◆ **Directions**
Can you transcribe every record below exactly as it appears?

(Stored data entries)
....
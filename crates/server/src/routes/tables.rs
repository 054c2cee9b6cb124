use axum::{extract::{Path, State}, http::StatusCode, response::IntoResponse, Json};
use models::order_table;
use service::{
    domain::{EmptyChange, NumberOfGuestsChange, OrderTableCreate},
    table_service,
};

use crate::{errors::JsonApiError, extract::ApiJson, routes::{location, AppState}};

#[utoipa::path(
    post, path = "/api/tables", tag = "tables",
    request_body = crate::openapi::OrderTableCreateDoc,
    responses(
        (status = 201, description = "Created", body = crate::openapi::OrderTableDoc),
        (status = 400, description = "Validation Error")
    )
)]
pub async fn create(
    State(state): State<AppState>,
    ApiJson(input): ApiJson<OrderTableCreate>,
) -> Result<impl IntoResponse, JsonApiError> {
    let t = table_service::create_table(&state.db, input).await?;
    Ok((StatusCode::CREATED, location("/api/tables", t.id), Json(t)))
}

#[utoipa::path(get, path = "/api/tables", tag = "tables", responses((status = 200, description = "List OK", body = [crate::openapi::OrderTableDoc])))]
pub async fn list(State(state): State<AppState>) -> Result<Json<Vec<order_table::Model>>, JsonApiError> {
    Ok(Json(table_service::list_tables(&state.db).await?))
}

#[utoipa::path(
    put, path = "/api/tables/{orderTableId}/empty", tag = "tables",
    params(("orderTableId" = i32, Path, description = "Order table ID")),
    request_body = crate::openapi::EmptyChangeDoc,
    responses(
        (status = 200, description = "Updated", body = crate::openapi::OrderTableDoc),
        (status = 400, description = "Table is grouped or has orders in progress"),
        (status = 404, description = "Not Found")
    )
)]
pub async fn change_empty(
    State(state): State<AppState>,
    Path(order_table_id): Path<i32>,
    ApiJson(change): ApiJson<EmptyChange>,
) -> Result<Json<order_table::Model>, JsonApiError> {
    Ok(Json(table_service::change_empty(&state.db, order_table_id, change).await?))
}

#[utoipa::path(
    put, path = "/api/tables/{orderTableId}/number-of-guests", tag = "tables",
    params(("orderTableId" = i32, Path, description = "Order table ID")),
    request_body = crate::openapi::NumberOfGuestsChangeDoc,
    responses(
        (status = 200, description = "Updated", body = crate::openapi::OrderTableDoc),
        (status = 400, description = "Negative guests or empty table"),
        (status = 404, description = "Not Found")
    )
)]
pub async fn change_number_of_guests(
    State(state): State<AppState>,
    Path(order_table_id): Path<i32>,
    ApiJson(change): ApiJson<NumberOfGuestsChange>,
) -> Result<Json<order_table::Model>, JsonApiError> {
    Ok(Json(table_service::change_number_of_guests(&state.db, order_table_id, change).await?))
}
....
◆ **Problem solution**
filename crates/server/src/routes/tables.rs
repository 054c2cee9b6cb124
use axum::{extract::{Path, State}, http::StatusCode, response::IntoResponse, Json};
use models::order_table;
use service::{
    domain::{EmptyChange, NumberOfGuestsChange, OrderTableCreate},
    table_service,
};

use crate::{errors::JsonApiError, extract::ApiJson, routes::{location, AppState}};

#[utoipa::path(
    post, path = "/api/tables", tag = "tables",
    request_body = crate::openapi::OrderTableCreateDoc,
    responses(
        (status = 201, description = "Created", body = crate::openapi::OrderTableDoc),
        (status = 400, description = "Validation Error")
    )
)]
pub async fn create(
    State(state): State<AppState>,
    ApiJson(input): ApiJson<OrderTableCreate>,
) -> Result<impl IntoResponse, JsonApiError> {
    let t = table_service::create_table(&state.db, input).await?;
    Ok((StatusCode::CREATED, location("/api/tables", t.id), Json(t)))
}

#[utoipa::path(get, path = "/api/tables", tag = "tables", responses((status = 200, description = "List OK", body = [crate::openapi::OrderTableDoc])))]
pub async fn list(State(state): State<AppState>) -> Result<Json<Vec<order_table::Model>>, JsonApiError> {
    Ok(Json(table_service::list_tables(&state.db).await?))
}

#[utoipa::path(
    put, path = "/api/tables/{orderTableId}/empty", tag = "tables",
    params(("orderTableId" = i32, Path, description = "Order table ID")),
    request_body = crate::openapi::EmptyChangeDoc,
    responses(
        (status = 200, description = "Updated", body = crate::openapi::OrderTableDoc),
        (status = 400, description = "Table is grouped or has orders in progress"),
        (status = 404, description = "Not Found")
    )
)]
pub async fn change_empty(
    State(state): State<AppState>,
    Path(order_table_id): Path<i32>,
    ApiJson(change): ApiJson<EmptyChange>,
) -> Result<Json<order_table::Model>, JsonApiError> {
    Ok(Json(table_service::change_empty(&state.db, order_table_id, change).await?))
}

#[utoipa::path(
    put, path = "/api/tables/{orderTableId}/number-of-guests", tag = "tables",
    params(("orderTableId" = i32, Path, description = "Order table ID")),
    request_body = crate::openapi::NumberOfGuestsChangeDoc,
    responses(
        (status = 200, description = "Updated", body = crate::openapi::OrderTableDoc),
        (status = 400, description = "Negative guests or empty table"),
        (status = 404, description = "Not Found")
    )
)]
pub async fn change_number_of_guests(
    State(state): State<AppState>,
    Path(order_table_id): Path<i32>,
    ApiJson(change): ApiJson<NumberOfGuestsChange>,
) -> Result<Json<order_table::Model>, JsonApiError> {
    Ok(Json(table_service::change_number_of_guests(&state.db, order_table_id, change).await?))
}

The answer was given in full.